Headlines:
- USD/JPY stays perky, closes in on 116.00
- USD/JPY goes with the break in push to five-year highs
- The bond market is arguably the key spot to watch this week
- UK November mortgage approvals 67.0k vs 67.2k prior
- UK December final manufacturing PMI 57.9 vs 57.6 prelim
- Germany December unemployment change -23k vs -15k expected
- China to only lift Xi'an lockdown when 'zero social transmission' is achieved
- France December preliminary HICP +3.4% vs +3.5% y/y expected
- Switzerland December CPI +1.5% vs +1.5% y/y prior
- Germany November retail sales +0.6% vs -0.5% m/m expected
Markets:
- GBP leads, JPY lags on the day
- European equities higher; S&P 500 futures up 0.3%
- US 10-year yields up 3.5 bps to 1.665%
- Gold flat at $1,800.06
- WTI up 0.3% to $76.33
- Bitcoin up 1.2% to $46,531
London traders returned after the long weekend but the market theme remains the same. Bond yields are pushing higher and equities are continuing to keep in a good mood to start the new year.
In turn, that has seen USD/JPY push to fresh five-year highs above 116.00 as the pair is now almost 100 pips up to 116.30.
10-year Treasury yields are on the brink of contesting the topside of its key technical wedge, as pointed out here. So, that will be one to watch in gauging any further potential extension higher in USD/JPY.
Elsewhere, the dollar is keeping steady against the rest of the major currencies bloc with little change for the most part. EUR/USD is slightly lower as it falls deeper into its pre-Christmas range in between 1.1230 to 1.1340.

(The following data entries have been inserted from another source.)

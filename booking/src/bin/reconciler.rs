//! Registers the seat reconciliation sweep as a Temporal cron workflow.

use env_logger::Env;
use log::info;
use temporal_client::{WorkflowClientTrait, WorkflowOptions};

use booking::config::Config;
use booking::reconciliation::{RECONCILIATION_WORKFLOW_ID, RECONCILIATION_WORKFLOW_TYPE};
use helpers::get_client;

#[tokio::main]
async fn main() -> anyhow::Result<()> {
    env_logger::Builder::from_env(Env::default().default_filter_or("info")).init();

    let cfg = Config::from_env();
    let client = get_client(&cfg.temporal.address, &cfg.temporal.namespace).await?;

    info!(
        "scheduling {RECONCILIATION_WORKFLOW_TYPE} with cron {:?}",
        cfg.booking.reconcile_cron
    );

    let options = WorkflowOptions {
        cron_schedule: Some(cfg.booking.reconcile_cron.clone()),
        ..Default::default()
    };

    let start_res = client
        .start_workflow(
            vec![],
            cfg.temporal.task_queue.clone(),
            RECONCILIATION_WORKFLOW_ID.to_string(),
            RECONCILIATION_WORKFLOW_TYPE.to_string(),
            None,
            options,
        )
        .await?;

    println!(
        "Scheduled reconciliation workflow id={RECONCILIATION_WORKFLOW_ID} run_id={}",
        start_res.run_id
    );
    Ok(())
}
//! Order rows: creation, guarded status transitions, terminal writes.

use chrono::{DateTime, Utc};
use sqlx::PgPool;

use crate::domain::{DomainError, Order, OrderStatus};

use super::StoreError;

pub struct OrderRepo {
    pool: PgPool,
}

#[derive(sqlx::FromRow)]
struct OrderRow {
    id: String,
    flight_id: String,
    workflow_id: String,
    status: String,
    seats: Vec<String>,
    total_price_cents: i64,
    expires_at: Option<DateTime<Utc>>,
    confirmed_at: Option<DateTime<Utc>>,
    failure_reason: Option<String>,
    payment_attempts: i32,
    created_at: DateTime<Utc>,
    updated_at: DateTime<Utc>,
}

impl OrderRow {
    fn into_order(self) -> Result<Order, StoreError> {
        let status = OrderStatus::parse(&self.status).ok_or_else(|| {
            StoreError::Database(sqlx::Error::Decode(
                format!("unknown order status {:?}", self.status).into(),
            ))
        })?;
        Ok(Order {
            id: self.id,
            flight_id: self.flight_id,
            workflow_id: self.workflow_id,
            status,
            seats: self.seats,
            total_price_cents: self.total_price_cents,
            expires_at: self.expires_at,
            confirmed_at: self.confirmed_at,
            failure_reason: self.failure_reason,
            payment_attempts: self.payment_attempts,
            created_at: self.created_at,
            updated_at: self.updated_at,
        })
    }
}

const SELECT_ORDER: &str = "\
    SELECT id, flight_id, workflow_id, status, seats, total_price_cents, \
           expires_at, confirmed_at, failure_reason, payment_attempts, \
           created_at, updated_at \
    FROM orders";

impl OrderRepo {
    pub fn new(pool: PgPool) -> Self {
        Self { pool }
    }

    /// Insert a new order in `SEATS_RESERVED`. Re-execution of the owning
    /// activity is a no-op thanks to `ON CONFLICT DO NOTHING`.
    pub async fn create(&self, order: &Order) -> Result<(), StoreError> {
        sqlx::query(
            "INSERT INTO orders \
                 (id, flight_id, workflow_id, status, seats, total_price_cents, expires_at) \
             VALUES ($1, $2, $3, $4, $5, $6, $7) \
             ON CONFLICT (id) DO NOTHING",
        )
        .bind(&order.id)
        .bind(&order.flight_id)
        .bind(&order.workflow_id)
        .bind(order.status.as_str())
        .bind(&order.seats)
        .bind(order.total_price_cents)
        .bind(order.expires_at)
        .execute(&self.pool)
        .await?;
        Ok(())
    }

    pub async fn find_by_id(&self, id: &str) -> Result<Order, StoreError> {
        let row: Option<OrderRow> = sqlx::query_as(&format!("{SELECT_ORDER} WHERE id = $1"))
            .bind(id)
            .fetch_optional(&self.pool)
            .await?;
        row.ok_or_else(|| DomainError::OrderNotFound(id.to_string()).into())
            .and_then(OrderRow::into_order)
    }

    /// Move the order to `status`, honouring the domain transition table.
    /// The update predicate is row-scoped on the previously read status so a
    /// concurrent writer cannot sneak an illegal hop in between.
    pub async fn update_status(&self, id: &str, status: OrderStatus) -> Result<(), StoreError> {
        let current = self.find_by_id(id).await?;
        if current.status == status {
            return Ok(());
        }
        if !current.status.can_transition_to(status) {
            return Err(DomainError::IllegalTransition {
                order: id.to_string(),
                from: current.status,
                to: status,
            }
            .into());
        }

        let result = sqlx::query(
            "UPDATE orders SET status = $1, updated_at = NOW() WHERE id = $2 AND status = $3",
        )
        .bind(status.as_str())
        .bind(id)
        .bind(current.status.as_str())
        .execute(&self.pool)
        .await?;

        if result.rows_affected() == 0 {
            return Err(DomainError::IllegalTransition {
                order: id.to_string(),
                from: current.status,
                to: status,
            }
            .into());
        }
        Ok(())
    }

    /// Replace the seat list and deadline in one statement.
    pub async fn update_seats(
        &self,
        id: &str,
        seats: &[String],
        expires_at: DateTime<Utc>,
    ) -> Result<(), StoreError> {
        let result = sqlx::query(
            "UPDATE orders SET seats = $1, expires_at = $2, updated_at = NOW() WHERE id = $3",
        )
        .bind(seats)
        .bind(expires_at)
        .bind(id)
        .execute(&self.pool)
        .await?;

        if result.rows_affected() == 0 {
            return Err(DomainError::OrderNotFound(id.to_string()).into());
        }
        Ok(())
    }

    /// Record payment progress so the status projection can report
    /// "attempt N of M" while the workflow is still running.
    pub async fn update_payment_progress(
        &self,
        id: &str,
        attempts: i32,
        last_error: Option<&str>,
    ) -> Result<(), StoreError> {
        let result = sqlx::query(
            "UPDATE orders SET payment_attempts = $1, failure_reason = $2, updated_at = NOW() \
             WHERE id = $3",
        )
        .bind(attempts)
        .bind(last_error)
        .bind(id)
        .execute(&self.pool)
        .await?;

        if result.rows_affected() == 0 {
            return Err(DomainError::OrderNotFound(id.to_string()).into());
        }
        Ok(())
    }

    pub async fn confirm(&self, id: &str) -> Result<(), StoreError> {
        self.terminal_write(
            id,
            OrderStatus::Confirmed,
            "UPDATE orders \
             SET status = 'CONFIRMED', confirmed_at = NOW(), failure_reason = NULL, \
                 updated_at = NOW() \
             WHERE id = $1 AND status NOT IN ('CONFIRMED', 'FAILED', 'EXPIRED')",
            None,
        )
        .await
    }

    pub async fn fail(&self, id: &str, reason: &str) -> Result<(), StoreError> {
        self.terminal_write(
            id,
            OrderStatus::Failed,
            "UPDATE orders SET status = 'FAILED', failure_reason = $2, updated_at = NOW() \
             WHERE id = $1 AND status NOT IN ('CONFIRMED', 'FAILED', 'EXPIRED')",
            Some(reason),
        )
        .await
    }

    pub async fn expire(&self, id: &str) -> Result<(), StoreError> {
        self.terminal_write(
            id,
            OrderStatus::Expired,
            "UPDATE orders SET status = 'EXPIRED', updated_at = NOW() \
             WHERE id = $1 AND status NOT IN ('CONFIRMED', 'FAILED', 'EXPIRED')",
            None,
        )
        .await
    }

    /// Terminal writes refuse to overwrite another terminal state, but treat
    /// "already in the requested state" as success so activity re-execution
    /// stays idempotent.
    async fn terminal_write(
        &self,
        id: &str,
        target: OrderStatus,
        sql: &str,
        reason: Option<&str>,
    ) -> Result<(), StoreError> {
        let mut query = sqlx::query(sql).bind(id);
        if let Some(reason) = reason {
            query = query.bind(reason);
        }
        let result = query.execute(&self.pool).await?;
        if result.rows_affected() > 0 {
            return Ok(());
        }

        let current = self.find_by_id(id).await?;
        if current.status == target {
            return Ok(());
        }
        Err(DomainError::IllegalTransition {
            order: id.to_string(),
            from: current.status,
            to: target,
        }
        .into())
    }
}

Stocks are not letting up as European indices are posting solid gains while US futures are also pointing to a slight advance. S&P 500 futures are up 0.2% currently.
Meanwhile, oil is holding a minor gain awaiting the OPEC+ decision in the coming hours. The bloc is expected to stick with the planned 400k bpd output increase in February. WTI crude is up 0.3% to $76.33 at the moment.
It's all about the yen and bonds for the time being, so keep your eyes peeled on that.